Did anyone else think this thread was about wearing make up for sex?  I've got at problem.....


----------



## katiecrna

I've never had make up sex in my life because my husband is PA and can't admit any wrong therefore we never have a big make up thing. Fml


----------



## 269370

There was a time when the only type of sex my wife would initiate, was make up sex. Which obviously meant first starting an argument about something totally irrelevant that would drive me nuts, so to speak. She later explained to me that it was a way for me not to feel that sex should be "easy" with her (if she wasn't my wife, I would call this bratty behaviour!). My theory on the other hand is/was that having those arguments was a way for her to muster together feelings for me, in order to be able to have sex with me and be able to _feel_ something. I have no idea what the truth is.
After we had kids, she seems more practical (and grown up) about it and we sometimes have sex without arguing first. Which to me seems like less of a hassle. But then I have to "compensate" with dirty talk or make up some role play thing...Actually we never really have "normal" sex.

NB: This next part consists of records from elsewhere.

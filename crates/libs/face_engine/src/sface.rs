use crate::retinaface::{load_session, runtime_error};
use crate::{FaceEmbedder, InferenceError, l2_normalize};
use common_types::BoundingBox;
use image::RgbImage;
use image::imageops::{self, FilterType};
use ndarray::Array4;
use ort::session::Session;
use ort::value::TensorRef;
use std::path::Path;
use tracing::info;

const INPUT_SIZE: u32 = 112;

/// SFace recognition model: 112x112 RGB crop in, identity vector out.
pub struct SFaceEmbedder {
    session: Session,
    output_name: String,
    dimension: usize,
}

impl SFaceEmbedder {
    pub fn new(
        model_path: &Path,
        dimension: usize,
        intra_threads: usize,
    ) -> Result<Self, InferenceError> {
        info!("Loading face embedding model from {:?}", model_path);
        let session = load_session(model_path, intra_threads)?;
        let output_name = session
            .outputs
            .first()
            .map(|o| o.name.clone())
            .ok_or_else(|| InferenceError::Model("embedding model has no outputs".into()))?;
        Ok(Self {
            session,
            output_name,
            dimension,
        })
    }
}

impl FaceEmbedder for SFaceEmbedder {
    fn dimension(&self) -> usize {
        self.dimension
    }

    fn embed(&mut self, image: &RgbImage, bbox: &BoundingBox) -> Result<Vec<f32>, InferenceError> {
        let region = bbox.clamped(image.width(), image.height());
        if region.width() <= 0 || region.height() <= 0 {
            return Err(InferenceError::InvalidInput(format!(
                "face region {region:?} is empty inside {}x{} image",
                image.width(),
                image.height()
            )));
        }
        let crop = imageops::crop_imm(
            image,
            region.x1 as u32,
            region.y1 as u32,
            region.width() as u32,
            region.height() as u32,
        )
        .to_image();
        let resized = imageops::resize(&crop, INPUT_SIZE, INPUT_SIZE, FilterType::Triangle);

        let size = INPUT_SIZE as usize;
        let mut input = Array4::<f32>::zeros((1, 3, size, size));
        for (x, y, pixel) in resized.enumerate_pixels() {
            let (x, y) = (x as usize, y as usize);
            for c in 0..3 {
                input[[0, c, y, x]] = f32::from(pixel.0[c]);
            }
        }

        let tensor = TensorRef::from_array_view(input.view()).map_err(runtime_error)?;
        let outputs = self
            .session
            .run(ort::inputs![tensor])
            .map_err(runtime_error)?;
        let value = outputs
            .get(self.output_name.as_str())
            .ok_or_else(|| InferenceError::Model("embedding output missing".into()))?;
        let (_, data) = value.try_extract_tensor::<f32>().map_err(runtime_error)?;
        if data.len() != self.dimension {
            return Err(InferenceError::ShapeMismatch(format!(
                "embedding has {} values, expected {}",
                data.len(),
                self.dimension
            )));
        }
        Ok(l2_normalize(data.to_vec()))
    }
}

On the whole, make up sex can be wild; many times a really crazy argument would suddenly turn into animalistic sex in a blink of an eye; I really had to keep up sometimes to make sure I catch the right moment because if I tried to turn an _actual_ argument into a sex session too soon...well, the frying pan would likely have a dent in it (from hitting my head).

It can certainly add to intensity because emotionally, you are all riled up and if you get your body and emotions lined up correctly, it can be really ecstatic, like sex on drugs or something (which I haven't done).

I can imagine that this may not suit some couples but because we always argued quite a bit (usually about nothing), it's never been a problem to have make up sex...


----------



## WorkingOnMe

jorgegene said:


> i don't know if you can call this 'make up' sex, but there have been a few times when I was still mad at her
> 
> that she suggested we have sex. I would think to myself "i'm really not in the mood yet, but what the hell".
> 
> we were able to conclude things successfully. it worked.
> 
> 
> 
> I get mad at her maybe twice a year but it doesn't escalate. she's just too damn sweet to get really mad at.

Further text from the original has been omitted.